Apparently, I like to start things and not finish them. Or start them and start them again.
True to fashion, I’ve started WW again. I have a love-hate relationship with it. I love that it works. I love that when I work hard at it, it works for me.
I hate the meetings, but pretty much have to go for the system to work for me. This time, I’m trying on-line. Today is day 2. I’ve made goal. Shoot, I’ve made “Lifetime.” When you’re at goal, and no more than 2 pounds above, you don’t have to pay. That’s only happened to me one time.
The first week of WW is always a weird one. An interesting one. There’s the excitement of trying something new. The nervousness of will it work? The anxiety of oh dear god, what will I do if my friend is doing that dinner thing? That thought in the back of your mind of I can’t wait to see what the results will be. The eating healthy.

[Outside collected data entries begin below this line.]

//! Immutable query snapshot.

use std::fmt;

use url::form_urlencoded;

use crate::error::Error;

use super::entity::EntityType;
use super::filter::FilterSet;
use super::order::SortSpec;

/// Page size used when none is set.
pub const DEFAULT_PAGE_SIZE: usize = 10;

/// Largest page size the service accepts.
pub const MAX_PAGE_SIZE: usize = 100;

/// Cursor value that starts a cursor chain.
pub const INITIAL_CURSOR: &str = "*";

/// Opaque server-issued position marker for the next page of a query.
#[derive(Debug, Clone, PartialEq, Eq, Hash)]
pub struct CursorToken(String);

impl CursorToken {
    pub fn new(token: impl Into<String>) -> Self {
        Self(token.into())
    }

    pub fn as_str(&self) -> &str {
        &self.0
    }
}

impl fmt::Display for CursorToken {
    fn fmt(&self, f: &mut fmt::Formatter<'_>) -> fmt::Result {
        f.write_str(&self.0)
    }
}

/// A fully specified request: entity, filters, sort, page size and cursor.
///
/// Specs are never mutated once handed out. Builders clone before changing
/// anything, and the next page's spec is always derived from the previous
/// one plus the new cursor.
#[derive(Debug, Clone, PartialEq, Eq)]
pub struct QuerySpec {
    entity: EntityType,
    filters: FilterSet,
    sort: SortSpec,
    page_size: usize,
    cursor: Option<CursorToken>,
}

impl QuerySpec {
    /// Creates an unfiltered spec with the default page size.
    pub fn new(entity: EntityType) -> Self {
        Self {
            entity,
            filters: FilterSet::new(entity),
            sort: SortSpec::new(entity),
            page_size: DEFAULT_PAGE_SIZE,
            cursor: None,
        }
    }

    pub fn entity(&self) -> EntityType {
        self.entity
    }

    pub fn filters(&self) -> &FilterSet {
        &self.filters
    }

    pub fn sort(&self) -> &SortSpec {
        &self.sort
    }

    pub fn page_size(&self) -> usize {
        self.page_size
    }

    pub fn cursor(&self) -> Option<&CursorToken> {
        self.cursor.as_ref()
    }

    /// Returns a copy of this spec positioned at `cursor`.
    pub fn with_cursor(&self, cursor: CursorToken) -> Self {
        Self {
            cursor: Some(cursor),
            ..self.clone()
        }
    }

    /// Renders the wire query parameters, in a stable order.
    pub fn to_params(&self) -> Vec<(String, String)> {
        let mut params = vec![("pageSize".to_string(), self.page_size.to_string())];
        params.extend(self.filters.to_params());
        if let Some(sort_by) = self.sort.to_wire() {
            params.push(("sortBy".to_string(), sort_by));
        }
        let cursor = self.cursor.as_ref().map_or(INITIAL_CURSOR, CursorToken::as_str);
        params.push(("cursor".to_string(), cursor.to_string()));
        params
    }

    /// Renders the spec as `path?query`, for logs and error reports.
    pub fn to_query_string(&self) -> String {
        let query = form_urlencoded::Serializer::new(String::new())
            .extend_pairs(self.to_params())
            .finish();
        format!("{}?{}", self.entity.path(), query)
    }

    pub(crate) fn filters_mut(&mut self) -> &mut FilterSet {
        &mut self.filters
    }

    pub(crate) fn sort_mut(&mut self) -> &mut SortSpec {
        &mut self.sort
    }

    pub(crate) fn set_page_size(&mut self, size: usize) -> Result<(), Error> {
        if !(1..=MAX_PAGE_SIZE).contains(&size) {
            return Err(Error::InvalidPageSize {
                size,
                max: MAX_PAGE_SIZE,
            });
        }
        self.page_size = size;
        Ok(())
    }
}
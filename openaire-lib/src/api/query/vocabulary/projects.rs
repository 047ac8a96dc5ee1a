//! Projects vocabulary.

use crate::api::query::builder::Projects;
use crate::api::query::builder::QueryBuilder;
use crate::api::query::entity::EntityDescriptor;
use crate::api::query::entity::EntityType;
use crate::api::query::entity::FieldDef;
use crate::api::query::entity::SortDef;
use crate::error::Error;

pub(crate) static DESCRIPTOR: EntityDescriptor = EntityDescriptor {
    entity: EntityType::Projects,
    path: "projects",
    fields: &[
        FieldDef::text("search"),
        FieldDef::text("title"),
        FieldDef::multi("keywords"),
        FieldDef::text("id"),
        FieldDef::text("code"),
        FieldDef::text("acronym"),
        FieldDef::text("callIdentifier"),
        FieldDef::text("fundingShortName"),
        FieldDef::text("fundingStreamId"),
        FieldDef::date("startDate", "StartDate"),
        FieldDef::date("endDate", "EndDate"),
        FieldDef::text("relOrganizationName"),
        FieldDef::text("relOrganizationId"),
        FieldDef::text("relCommunityId"),
        FieldDef::multi("relOrganizationCountryCode"),
        FieldDef::text("relCollectedFromDatasourceId"),
    ],
    sort_fields: &[
        SortDef::new("relevance"),
        SortDef::new("startDate"),
        SortDef::new("endDate"),
    ],
};

impl QueryBuilder<Projects> {
    pub fn title(&self, title: impl Into<String>) -> Result<Self, Error> {
        self.filter("title", title)
    }

    pub fn keywords<I, V>(&self, keywords: I) -> Result<Self, Error>
    where
        I: IntoIterator<Item = V>,
        V: Into<String>,
    {
        self.filter_any("keywords", keywords)
    }

    /// Filters by grant agreement code.
    pub fn code(&self, grant_code: impl Into<String>) -> Result<Self, Error> {
        self.filter("code", grant_code)
    }

    pub fn acronym(&self, acronym: impl Into<String>) -> Result<Self, Error> {
        self.filter("acronym", acronym)
    }

    pub fn call_identifier(&self, call_id: impl Into<String>) -> Result<Self, Error> {
        self.filter("callIdentifier", call_id)
    }

    /// Filters by funder short name, e.g. `EC` or `NSF`.
    pub fn funding_short_name(&self, funder_short_name: impl Into<String>) -> Result<Self, Error> {
        self.filter("fundingShortName", funder_short_name)
    }

    pub fn funding_stream_id(&self, stream_id: impl Into<String>) -> Result<Self, Error> {
        self.filter("fundingStreamId", stream_id)
    }

    /// Filters by start date bounds (`YYYY` or `YYYY-MM-DD`).
    pub fn start_date_range(&self, from: Option<&str>, to: Option<&str>) -> Result<Self, Error> {
        self.filter_range("startDate", from, to)
    }

    /// Filters by end date bounds (`YYYY` or `YYYY-MM-DD`).
    pub fn end_date_range(&self, from: Option<&str>, to: Option<&str>) -> Result<Self, Error> {
        self.filter_range("endDate", from, to)
    }

    /// Filters by the name or short name of a participating organization.
    pub fn related_organization_name(&self, org_name: impl Into<String>) -> Result<Self, Error> {
        self.filter("relOrganizationName", org_name)
    }

    pub fn related_organization_id(&self, org_id: impl Into<String>) -> Result<Self, Error> {
        self.filter("relOrganizationId", org_id)
    }

    pub fn related_community_id(&self, community_id: impl Into<String>) -> Result<Self, Error> {
        self.filter("relCommunityId", community_id)
    }

    pub fn related_organization_country_code<I, V>(&self, country_codes: I) -> Result<Self, Error>
    where
        I: IntoIterator<Item = V>,
        V: Into<String>,
    {
        self.filter_any("relOrganizationCountryCode", country_codes)
    }

    pub fn related_collected_from_datasource_id(
        &self,
        datasource_id: impl Into<String>,
    ) -> Result<Self, Error> {
        self.filter("relCollectedFromDatasourceId", datasource_id)
    }

    pub fn sort_by_relevance(&self, ascending: bool) -> Result<Self, Error> {
        self.sort("relevance", ascending)
    }

    pub fn sort_by_start_date(&self, ascending: bool) -> Result<Self, Error> {
        self.sort("startDate", ascending)
    }

    pub fn sort_by_end_date(&self, ascending: bool) -> Result<Self, Error> {
        self.sort("endDate", ascending)
    }
}

#[cfg(test)]
mod tests {
    use std::sync::Arc;

    use crate::test_support::client;
    use crate::test_support::ScriptedTransport;

    #[test]
    fn test_project_params() {
        let transport = Arc::new(ScriptedTransport::new([]));
        let query = client(&transport)
            .projects()
            .funding_short_name("EC")
            .unwrap()
            .start_date_range(Some("2020"), None)
            .unwrap()
            .related_organization_country_code(["NL", "BE"])
            .unwrap()
            .sort_by_start_date(false)
            .unwrap();

        let params = query.spec().to_params();
        let get = |name: &str| {
            params
                .iter()
                .find(|(n, _)| n == name)
                .map(|(_, v)| v.as_str())
        };
        assert_eq!(get("fundingShortName"), Some("EC"));
        assert_eq!(get("fromStartDate"), Some("2020"));
        assert_eq!(get("toStartDate"), None);
        assert_eq!(get("relOrganizationCountryCode"), Some("NL,BE"));
        assert_eq!(get("sortBy"), Some("startDate DESC"));
    }

    #[test]
    fn test_invalid_date_bound() {
        let transport = Arc::new(ScriptedTransport::new([]));
        let projects = client(&transport).projects();
        assert!(projects.end_date_range(None, Some("2024-13-01")).is_err());
    }
}
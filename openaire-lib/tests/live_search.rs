//! Live searches against the OpenAIRE Graph API.
//!
//! These tests hit the public service and are ignored by default. An API key
//! is optional; to use one (or a different endpoint), create a `.env` file in
//! the openaire-lib directory with:
//!
//! ```env
//! OPENAIRE_API_KEY=your-api-key
//! OPENAIRE_BASE_URL=https://api.openaire.eu/graph/v1/
//! ```
//!
//! Then run: `cargo test -p openaire-lib -- --ignored`

use std::env;

use futures::StreamExt;
use openaire_lib::api::query::ProductType;
use openaire_lib::OpenAireClient;

fn live_client() -> OpenAireClient {
    let _ = dotenvy::dotenv();

    let mut builder = OpenAireClient::builder();
    if let Ok(api_key) = env::var("OPENAIRE_API_KEY") {
        builder = builder.api_key(api_key);
    }
    if let Ok(base_url) = env::var("OPENAIRE_BASE_URL") {
        builder = builder.base_url(base_url);
    }
    builder.build().expect("Failed to build client")
}

#[tokio::test]
#[ignore = "requires network access"]
async fn test_execute_first_page() {
    let page = live_client()
        .research_products()
        .search("research software metadata")
        .unwrap()
        .product_type(ProductType::Publication)
        .unwrap()
        .page_size(5)
        .unwrap()
        .execute()
        .await
        .expect("Search failed");

    assert!(page.len() <= 5);
    assert!(page.total_found() >= page.len() as u64);
    println!("{} matches, first page has {}", page.total_found(), page.len());
}

#[tokio::test]
#[ignore = "requires network access"]
async fn test_materialize_respects_cap() {
    let records = live_client()
        .projects()
        .funding_short_name("EC")
        .unwrap()
        .sort_by_start_date(false)
        .unwrap()
        .page_size(10)
        .unwrap()
        .materialize_all(Some(25))
        .await
        .expect("Search failed");

    assert_eq!(records.len(), 25);
}

#[tokio::test]
#[ignore = "requires network access"]
async fn test_stream_pages() {
    let stream = live_client()
        .organizations()
        .country_code("NL")
        .unwrap()
        .page_size(20)
        .unwrap()
        .iterate_pages()
        .into_stream();

    let pages: Vec<_> = stream.take(2).collect().await;
    assert_eq!(pages.len(), 2);
    for page in pages {
        assert_eq!(page.expect("Page fetch failed").len(), 20);
    }
}
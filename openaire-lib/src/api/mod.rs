//! Graph API surface.

pub mod query;
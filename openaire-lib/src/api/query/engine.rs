//! Cursor pagination state machine.

use log::debug;
use log::info;
use log::warn;

use crate::error::Error;
use crate::error::TransportError;
use crate::retry::RetryConfig;
use crate::transport::Transport;

use super::page::PageResult;
use super::spec::CursorToken;
use super::spec::QuerySpec;

/// Position of a cursor chain.
#[derive(Debug, Clone, PartialEq, Eq)]
pub enum PagerState {
    /// Nothing fetched yet.
    Idle,
    /// The service issued this cursor for the next page.
    Advancing(CursorToken),
    /// The service signalled there are no further pages.
    Exhausted,
    /// A page fetch failed terminally.
    Failed,
}

impl PagerState {
    pub fn is_terminal(&self) -> bool {
        matches!(self, PagerState::Exhausted | PagerState::Failed)
    }
}

/// Drives one query through its cursor chain, one page per call.
///
/// Each request spec is derived from the original spec plus the latest
/// cursor, so a cursor is never attached to filters it was not issued for.
#[derive(Debug)]
pub(crate) struct Pager {
    spec: QuerySpec,
    retry: RetryConfig,
    state: PagerState,
}

impl Pager {
    pub(crate) fn new(spec: QuerySpec, retry: RetryConfig) -> Self {
        Self {
            spec,
            retry,
            state: PagerState::Idle,
        }
    }

    pub(crate) fn state(&self) -> &PagerState {
        &self.state
    }

    /// Fetches the next page.
    ///
    /// Returns `Ok(None)` once the chain is in a terminal state; no request is
    /// issued in that case.
    pub(crate) async fn advance(
        &mut self,
        transport: &dyn Transport,
    ) -> Result<Option<PageResult>, Error> {
        let request = match &self.state {
            PagerState::Idle => self.spec.clone(),
            PagerState::Advancing(cursor) => self.spec.with_cursor(cursor.clone()),
            PagerState::Exhausted | PagerState::Failed => return Ok(None),
        };

        match send_with_retry(transport, &request, &self.retry).await {
            Ok(page) => {
                self.state = match page.next_cursor() {
                    Some(next) if request.cursor() == Some(next) => {
                        warn!(
                            "Service repeated cursor for {}; stopping",
                            request.entity()
                        );
                        PagerState::Exhausted
                    }
                    Some(next) if !page.is_empty() => PagerState::Advancing(next.clone()),
                    _ => {
                        info!("No further pages for {}", request.entity());
                        PagerState::Exhausted
                    }
                };
                Ok(Some(page))
            }
            Err(source) => {
                self.state = PagerState::Failed;
                Err(Error::Transport {
                    entity: request.entity(),
                    query: request.to_query_string(),
                    source,
                })
            }
        }
    }
}

/// Sends `spec`, retrying transient failures with exponential backoff.
pub(crate) async fn send_with_retry(
    transport: &dyn Transport,
    spec: &QuerySpec,
    retry: &RetryConfig,
) -> Result<PageResult, TransportError> {
    let max_attempts = retry.max_attempts.max(1);
    let mut attempt = 1;

    loop {
        debug!(
            "Fetching {} (attempt {attempt}/{max_attempts})",
            spec.to_query_string()
        );
        match transport.send(spec).await {
            Ok(page) => {
                debug!(
                    "Received {} of {} records, next cursor: {:?}",
                    page.len(),
                    page.total_found(),
                    page.next_cursor().map(CursorToken::as_str)
                );
                return Ok(page);
            }
            Err(err) if err.is_retryable() && attempt < max_attempts => {
                let delay = retry.delay_for(attempt);
                warn!("Transient failure on {}: {err}; retrying in {delay:?}", spec.entity());
                tokio::time::sleep(delay).await;
                attempt += 1;
            }
            Err(err) => return Err(err),
        }
    }
}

I know I have to be accountable to someone. I suppose that’s where this blog comes into play. Here’s where I’ll write the good, the bad and the ugly. Yee-haw.
I’ve been drinking my water. They say 8-6 oz. glasses. Or is it 6-8 oz glasses? Whatever it is, I’ve been drinking like crazy from my Camelbak water bottle. I got up 2 or 3 times in the night to go pee.
I know it works. I know my digestion gets better. I know I feel better physically, mentally, all that. It’s still that struggle, though. That struggle is always there.
I know I don’t have all that far to go. I know some people have it much worse.
We all need to vent, though, right?
Tags: WW
July 25, 2008 at 1:32 am |
i am i the one who has it much worse?
July 25, 2008 at 5:35 am |
I think I’m in the worser boat.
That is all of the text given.